The transcoding pipeline is one of the most resource-intensive parts of the YouTube system, often requiring hours of compute time for longer videos. We need a solution that can handle massive scale, provide reliability through retries, and efficiently manage compute resources.

Adaptive Bitrate Streaming

The core of modern video streaming relies on Adaptive Bitrate (ABR) streaming, which dynamically adjusts video quality based on the viewer's network conditions and device capabilities. Instead of serving a single video file, we generate multiple versions of each video at different resolutions and bitrates, then package them into streaming formats that clients can intelligently switch between.

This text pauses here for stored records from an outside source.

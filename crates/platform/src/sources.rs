//! HTTP implementations of the feed and profile traits.

use crate::connector::Connector;
use async_trait::async_trait;
use chrono::{DateTime, Utc};
use invoice_core::{ProfileSource, RawSession, Result, SessionFeed, StudentId};
use std::sync::Arc;

/// Format of the `before` query parameter.
const BEFORE_FORMAT: &str = "%Y-%m-%dT%H:%M:%SZ";

pub(crate) fn format_before(before: DateTime<Utc>) -> String {
    before.format(BEFORE_FORMAT).to_string()
}

/// The mentor's session history from the JSON API.
#[derive(Clone)]
pub struct HttpSessionFeed {
    connector: Arc<Connector>,
}

impl HttpSessionFeed {
    pub fn new(connector: Arc<Connector>) -> Self {
        Self { connector }
    }
}

#[async_trait]
impl SessionFeed for HttpSessionFeed {
    async fn fetch_sessions(&self, before: DateTime<Utc>) -> Result<Vec<RawSession>> {
        let config = self.connector.config();
        let url = config.sessions_url(self.connector.user_id());
        let query = [
            ("actor", config.actor.clone()),
            ("before", format_before(before)),
        ];
        self.connector.get_json(&url, &query).await
    }
}

/// Student dashboard pages from the website.
#[derive(Clone)]
pub struct HttpProfileSource {
    connector: Arc<Connector>,
}

impl HttpProfileSource {
    pub fn new(connector: Arc<Connector>) -> Self {
        Self { connector }
    }
}

#[async_trait]
impl ProfileSource for HttpProfileSource {
    async fn fetch_profile_html(&self, student_id: &StudentId) -> Result<String> {
        let url = self.connector.config().student_url(student_id);
        self.connector.get_text(&url).await
    }
}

The two dominant streaming protocols are HLS (HTTP Live Streaming) and MPEG-DASH (Dynamic Adaptive Streaming over HTTP). HLS was developed by Apple and is the primary format for iOS devices, Safari, and Apple TV, using .m3u8 playlist files to describe video segments. MPEG-DASH is an open standard supported by most other platforms including Android, Chrome, Firefox, and smart TVs, using XML-based MPD (Media Presentation Description) files.

During transcoding, we generate multiple renditions of each video - typically 360p, 480p, 720p, 1080p, and sometimes 4K - each with optimized bitrates for different network conditions. We also create audio-only tracks for bandwidth-constrained scenarios. All of these segments get uploaded to S3 with a structured naming convention like videos/{video_id}/{resolution}/{segment_number}.ts for HLS or .m4s for DASH.

The manifest file is the key piece that ties everything together. For HLS, the master .m3u8 playlist contains references to individual quality playlists, while MPEG-DASH uses a single .mpd file that describes all available representations. These manifest files are generated after transcoding completes and uploaded to S3, allowing clients to discover available quality options and seamlessly switch between them during playback based on network performance.

Now that we understand the complexity of adaptive bitrate streaming, it becomes clear that orchestrating this entire process requires sophisticated workflow management. We're not just transcoding a single video file - we need to coordinate dozens of parallel tasks including audio extraction, multiple video rendition generation, thumbnail creation, manifest file generation, and metadata updates. Each of these tasks has dependencies, retry requirements, and resource constraints that must be carefully managed. This is where DAG (Directed Acyclic Graph) orchestrators become essential for managing the intricate relationships between all these transcoding tasks.

1

Apache Airflow with Kubernetes Executor

Apache Airflow provides a robust workflow orchestration platform that's perfect for managing complex transcoding pipelines. With Airflow, you define your transcoding workflow as a Directed Acyclic Graph (DAG) where each task represents a step in the process - extracting audio, transcoding to different resolutions, generating thumbnails, and updating metadata.

The Kubernetes executor is particularly powerful for transcoding workloads because it can dynamically spin up pods with the exact CPU and memory requirements for each transcoding task. When a 4K video needs processing, Airflow can launch a high-memory pod with GPU acceleration, while smaller videos get processed on standard compute nodes. This provides excellent resource efficiency since you're not keeping expensive transcoding workers idle.

Airflow's built-in retry mechanisms and failure handling are crucial for video processing, where individual tasks might fail due to corrupted video segments or resource constraints. The web UI provides excellent visibility into pipeline progress, making it easy to debug failed transcoding jobs and monitor overall system health. You can also set up alerting for when transcoding queues get backed up or when certain video formats consistently fail.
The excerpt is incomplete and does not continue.